Net/http performance question

I have the following code:

def fetch_into (uri, name)
  http = Net::HTTP.new(uri.host, uri.port)
  req = Net::HTTP::Get.new(uri.path)
  req.basic_auth(USERNAME, PASSWORD)
  start_time = Time.now.to_f
  File.open(name, "w") do |f|
    print " - fetching #{name}"
    http.request(req) do |result|
      f.write(result.body)
      f.close()
      elapsed = Time.new.to_f - start_time
      bps = (result.body.length / elapsed) / 1024
      printf ", at %7.2f kbps\n", bps
    end
  end
end

this is run in a very simple loop that doesn't do anything that
requires much CPU. the files downloaded are about 10Mb and since the
connection is not that fast (about 15Mbit/sec) I would expect this to
consume little CPU, but in fact it *gobbles* up CPU. on a 2Ghz AMD it
eats 65% CPU on average (the job runs for hours on end).
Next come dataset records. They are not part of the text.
// tests/webhook_tests.rs

use std::sync::Arc;
use std::sync::Mutex;
use std::sync::atomic::{AtomicI64, AtomicUsize, Ordering};

use async_trait::async_trait;
use chrono::Utc;
use dashmap::DashMap;
use hmac::{Hmac, Mac};
use sha2::Sha256;

use promobot_common::models::{VideoJob, VideoJobStatus};
use promobot_common::traits::{ObjectStore, StoredObject};
use promobot_common::{Error, Secret};
use promobot_core::platforms::heygen::WebhookReconciler;
use promobot_core::repositories::{AssetRepository, VideoJobRepository};

#[derive(Default)]
struct MemoryVideoJobRepository {
    jobs: DashMap<String, VideoJob>,
}

#[async_trait]
impl VideoJobRepository for MemoryVideoJobRepository {
    async fn upsert(&self, job: &VideoJob) -> Result<(), Error> {
        match self.jobs.get_mut(&job.provider_job_id) {
            Some(mut existing) => {
                if existing.publication_id.is_none() {
                    existing.publication_id = job.publication_id;
                }
                existing.updated_at = Utc::now();
            }
            None => {
                self.jobs.insert(job.provider_job_id.clone(), job.clone());
            }
        }
        Ok(())
    }

    async fn get_by_provider_id(&self, provider_job_id: &str) -> Result<Option<VideoJob>, Error> {
        Ok(self.jobs.get(provider_job_id).map(|j| j.clone()))
    }

    async fn set_status(
        &self,
        provider_job_id: &str,
        status: VideoJobStatus,
        error: Option<&str>,
    ) -> Result<(), Error> {
        if let Some(mut job) = self.jobs.get_mut(provider_job_id) {
            if !job.status.is_terminal() {
                job.status = status;
                job.error = error.map(str::to_string);
                job.updated_at = Utc::now();
            }
        }
        Ok(())
    }

    async fn complete_with_asset(
        &self,
        provider_job_id: &str,
        asset_id: i64,
        asset_url: &str,
    ) -> Result<(), Error> {
        if let Some(mut job) = self.jobs.get_mut(provider_job_id) {
            if !job.status.is_terminal() {
                job.status = VideoJobStatus::Completed;
                job.asset_id = Some(asset_id);
                job.asset_url = Some(asset_url.to_string());
                job.error = None;
                job.updated_at = Utc::now();
            }
        }
        Ok(())
    }
}

#[derive(Default)]
struct MemoryAssetRepository {
    assets: Mutex<Vec<(i64, String, String)>>,
    next_id: AtomicI64,
}

impl MemoryAssetRepository {
    fn count(&self) -> usize {
        self.assets.lock().unwrap().len()
    }

    fn first_location(&self) -> Option<String> {
        self.assets.lock().unwrap().first().map(|(_, _, l)| l.clone())
    }
}

#[async_trait]
impl AssetRepository for MemoryAssetRepository {
    async fn insert_asset(
        &self,
        kind: &str,
        location: &str,
        _url: Option<&str>,
    ) -> Result<i64, Error> {
        let id = self.next_id.fetch_add(1, Ordering::SeqCst) + 1;
        self.assets
            .lock()
            .unwrap()
            .push((id, kind.to_string(), location.to_string()));
        Ok(id)
    }
}

struct MemoryObjectStore {
    fail: bool,
    downloads: AtomicUsize,
}

impl MemoryObjectStore {
    fn working() -> Self {
        Self {
            fail: false,
            downloads: AtomicUsize::new(0),
        }
    }

    fn broken() -> Self {
        Self {
            fail: true,
            downloads: AtomicUsize::new(0),
        }
    }

    fn download_count(&self) -> usize {
        self.downloads.load(Ordering::SeqCst)
    }
}

#[async_trait]
impl ObjectStore for MemoryObjectStore {
    async fn store(
        &self,
        source_url: &str,
        category: &str,
        extension: &str,
    ) -> Result<StoredObject, Error> {
        self.downloads.fetch_add(1, Ordering::SeqCst);
        if self.fail {
            return Err(Error::Storage(format!("cannot reach {source_url}")));
        }
        Ok(StoredObject {
            location: format!("s3://test-bucket/{category}/mirrored.{extension}"),
            retrieval_url: None,
        })
    }

    async fn retrieval_url(&self, location: &str, _ttl_seconds: u64) -> Result<String, Error> {
        Ok(format!("https://signed.example.com/{location}"))
    }
}

struct Harness {
    jobs: Arc<MemoryVideoJobRepository>,
    assets: Arc<MemoryAssetRepository>,
    storage: Arc<MemoryObjectStore>,
    reconciler: WebhookReconciler,
}

fn harness(secret: Option<&str>, storage: MemoryObjectStore) -> Harness {
    let jobs = Arc::new(MemoryVideoJobRepository::default());
    let assets = Arc::new(MemoryAssetRepository::default());
    let storage = Arc::new(storage);
    let reconciler = WebhookReconciler::new(
        Arc::clone(&jobs) as Arc<dyn VideoJobRepository>,
        Arc::clone(&assets) as Arc<dyn AssetRepository>,
        Arc::clone(&storage) as Arc<dyn ObjectStore>,
        secret.map(Secret::new),
    );
    Harness {
        jobs,
        assets,
        storage,
        reconciler,
    }
}

fn sign(body: &[u8], secret: &str) -> String {
    let mut mac = Hmac::<Sha256>::new_from_slice(secret.as_bytes()).unwrap();
    mac.update(body);
    hex::encode(mac.finalize().into_bytes())
}

async fn seed_job(harness: &Harness, provider_id: &str) {
    harness
        .jobs
        .upsert(&VideoJob::queued(provider_id, Some(7)))
        .await
        .unwrap();
}

#[tokio::test]
async fn completed_event_with_url_mirrors_artifact_and_completes_job() {
    let h = harness(None, MemoryObjectStore::working());
    seed_job(&h, "vid-1").await;

    let body = br#"{"video_id":"vid-1","status":"completed","video_url":"https://cdn.example.com/out.mp4"}"#;
    let outcome = h.reconciler.process(body, None).await.unwrap();

    assert_eq!(outcome.status, VideoJobStatus::Completed);
    let job = h.jobs.get_by_provider_id("vid-1").await.unwrap().unwrap();
    assert_eq!(job.status, VideoJobStatus::Completed);
    assert!(job.asset_id.is_some());
    assert_eq!(h.assets.count(), 1);
    assert!(!h.assets.first_location().unwrap().is_empty());
}

#[tokio::test]
async fn completed_event_without_url_fails_the_job() {
    let h = harness(None, MemoryObjectStore::working());
    seed_job(&h, "vid-2").await;

    let body = br#"{"video_id":"vid-2","status":"completed"}"#;
    let outcome = h.reconciler.process(body, None).await.unwrap();

    assert_eq!(outcome.status, VideoJobStatus::Failed);
    let job = h.jobs.get_by_provider_id("vid-2").await.unwrap().unwrap();
    assert_eq!(job.status, VideoJobStatus::Failed);
    assert!(job.error.unwrap().contains("no output url"));
    assert_eq!(h.assets.count(), 0);
}

#[tokio::test]
async fn mirror_failure_marks_job_failed_with_error_retained() {
    let h = harness(None, MemoryObjectStore::broken());
    seed_job(&h, "vid-3").await;

    let body = br#"{"video_id":"vid-3","status":"completed","url":"https://cdn.example.com/out.mp4"}"#;
    let outcome = h.reconciler.process(body, None).await.unwrap();

    assert_eq!(outcome.status, VideoJobStatus::Failed);
    let job = h.jobs.get_by_provider_id("vid-3").await.unwrap().unwrap();
    assert!(job.error.unwrap().contains("artifact mirror failed"));
    assert_eq!(h.assets.count(), 0);
}

#[tokio::test]
async fn replayed_terminal_event_is_a_no_op() {
    let h = harness(None, MemoryObjectStore::working());
    seed_job(&h, "vid-4").await;

    let body = br#"{"video_id":"vid-4","status":"completed","video_url":"https://cdn.example.com/out.mp4"}"#;
    let first = h.reconciler.process(body, None).await.unwrap();
    let second = h.reconciler.process(body, None).await.unwrap();

    assert_eq!(first.status, VideoJobStatus::Completed);
    assert_eq!(second.status, VideoJobStatus::Completed);
    // No second download, no duplicate asset row.
    assert_eq!(h.storage.download_count(), 1);
    assert_eq!(h.assets.count(), 1);
}

#[tokio::test]
async fn webhook_for_unknown_job_creates_the_record() {
    let h = harness(None, MemoryObjectStore::working());

    let body = br#"{"video_id":"early-bird","status":"processing"}"#;
    let outcome = h.reconciler.process(body, None).await.unwrap();

    assert_eq!(outcome.status, VideoJobStatus::Processing);
    let job = h.jobs.get_by_provider_id("early-bird").await.unwrap().unwrap();
    assert_eq!(job.status, VideoJobStatus::Processing);
}

#[tokio::test]
async fn status_regressions_are_ignored() {
    let h = harness(None, MemoryObjectStore::working());
    seed_job(&h, "vid-5").await;
    h.jobs
        .set_status("vid-5", VideoJobStatus::Processing, None)
        .await
        .unwrap();

    let body = br#"{"video_id":"vid-5","status":"queued"}"#;
    let outcome = h.reconciler.process(body, None).await.unwrap();

    assert_eq!(outcome.status, VideoJobStatus::Processing);
    let job = h.jobs.get_by_provider_id("vid-5").await.unwrap().unwrap();
    assert_eq!(job.status, VideoJobStatus::Processing);
}

#[tokio::test]
async fn status_derived_from_event_type_when_missing() {
    let h = harness(None, MemoryObjectStore::working());
    seed_job(&h, "vid-6").await;

    let body =
        br#"{"event_type":"avatar_video.success","video_id":"vid-6","url":"https://cdn.example.com/o.mp4"}"#;
    let outcome = h.reconciler.process(body, None).await.unwrap();
    assert_eq!(outcome.status, VideoJobStatus::Completed);
}

#[tokio::test]
async fn valid_signature_is_accepted_and_invalid_rejected() {
    let secret = "webhook-secret";
    let h = harness(Some(secret), MemoryObjectStore::working());
    seed_job(&h, "vid-7").await;

    let body = br#"{"video_id":"vid-7","status":"processing"}"#;
    let signature = sign(body, secret);

    assert!(h.reconciler.process(body, Some(&signature)).await.is_ok());

    let err = h
        .reconciler
        .process(body, Some("deadbeef"))
        .await
        .unwrap_err();
    assert!(matches!(err, Error::Auth(_)), "got {err:?}");

    let err = h.reconciler.process(body, None).await.unwrap_err();
    assert!(matches!(err, Error::Auth(_)), "got {err:?}");
}

#[tokio::test]
async fn unsigned_events_accepted_only_without_secret() {
    let h = harness(None, MemoryObjectStore::working());
    seed_job(&h, "vid-8").await;

    let body = br#"{"video_id":"vid-8","status":"processing"}"#;
    assert!(h.reconciler.process(body, None).await.is_ok());
}

#[tokio::test]
async fn unparseable_body_is_a_validation_error() {
    let h = harness(None, MemoryObjectStore::working());

    let err = h.reconciler.process(b"not json at all", None).await.unwrap_err();
    assert!(matches!(err, Error::Validation(_)), "got {err:?}");

    let err = h
        .reconciler
        .process(br#"{"status":"completed"}"#, None)
        .await
        .unwrap_err();
    assert!(matches!(err, Error::Validation(_)), "got {err:?}");
}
where are the cycles going? I assumed it would be a somewhat
suboptimal way of doing it since there might be some buffer resizing
in there, but not *that* badly.

anyone care to shed some light on this?

(I would assume that there is a way of performing an http request in a
way where you can read chunks of the response body at a time?)

-Bjørn

Hi,
there seems to be HTTPResponse#read_body, that can provide the chunks
as they come (not tested, copy&paste from docs:

# using iterator
  http.request_get('/index.html') {|res|
    res.read_body do |segment|
      print segment
    end
  }

BTW, you could move the File.open later, saving f.close() call
try fiddling with GC - GC.disable when receiving might help or not.
don't forget to enable it between requests.

so

def fetch_into (uri, name)
  http = Net::HTTP.new(uri.host, uri.port)
  req = Net::HTTP::Get.new(uri.path)
  req.basic_auth(USERNAME, PASSWORD)
  start_time = Time.now.to_f
  print " - fetching #{name}"
  # GC.disable # optional
  http.request(req) do |result|
    File.open(name, "w") do |f|
      result.read_body do |segment|
        f.write(segment)
      end
    end
    elapsed = Time.new.to_f - start_time
    bps = (result.body.length / elapsed) / 1024
    printf ", at %7.2f kbps\n", bps
  end
  # GC.enable
end

···

On 10/31/06, Bjorn Borud <borud-news@borud.no> wrote:

I have the following code:

def fetch_into (uri, name)
  http = Net::HTTP.new(uri.host, uri.port)
  req = Net::HTTP::Get.new(uri.path)
  req.basic_auth(USERNAME, PASSWORD)
  start_time = Time.now.to_f
  File.open(name, "w") do |f|
    print " - fetching #{name}"
    http.request(req) do |result|
      f.write(result.body)
      f.close()
      elapsed = Time.new.to_f - start_time
      bps = (result.body.length / elapsed) / 1024
      printf ", at %7.2f kbps\n", bps
    end
  end
end

this is run in a very simple loop that doesn't do anything that
requires much CPU. the files downloaded are about 10Mb and since the
connection is not that fast (about 15Mbit/sec) I would expect this to
consume little CPU, but in fact it *gobbles* up CPU. on a 2Ghz AMD it
eats 65% CPU on average (the job runs for hours on end).

where are the cycles going? I assumed it would be a somewhat
suboptimal way of doing it since there might be some buffer resizing
in there, but not *that* badly.

anyone care to shed some light on this?

(I would assume that there is a way of performing an http request in a
way where you can read chunks of the response body at a time?)

["Jan Svitok" <jan.svitok@gmail.com>]

Hi,
there seems to be HTTPResponse#read_body, that can provide the chunks
as they come (not tested, copy&paste from docs:

# using iterator
  http.request_get('/index.html') {|res|
    res.read_body do |segment|
      print segment
    end
  }

thanks!

indeed, this helped a bit, but not too much. from the looks of it the
standard libraries seem to hard-code the read buffer size to 1024
(Ruby 1.8, net/protocol.rb) which results in at least twice the number
of system calls to read(2) for the same amount of data. I
experimentally upped the read buffer to 10k, and now it seems I get
buffer-fulls equivalent to the MTU over the interface the data is
readfrom.

when it is at 1024 bytes I consistently get one buffer of 1024 and the
next buffer is approximately MTU - 1024. the next is 1024 bytes again
etc.

even after modifying the hard-coded buffer size to 10k it still eats
obscene amounts of CPU for what it is doing. I would have expected
any reasonable implementation to eat at most 1% CPU (probably less)
for what is almost pure IO. (it now consumes about 35% CPU on a 2Ghz
AMD).

anyway, note to implementors: it might be an idea to pick a buffer
size larger than 1024 bytes if you are going to hard code it. at the
very least 4k or 8k would be more sensible. preferably it should be
configurable (but with a sensible default value) so the user can make
an informed decision to increase or decrease the size as needed.

-Bjørn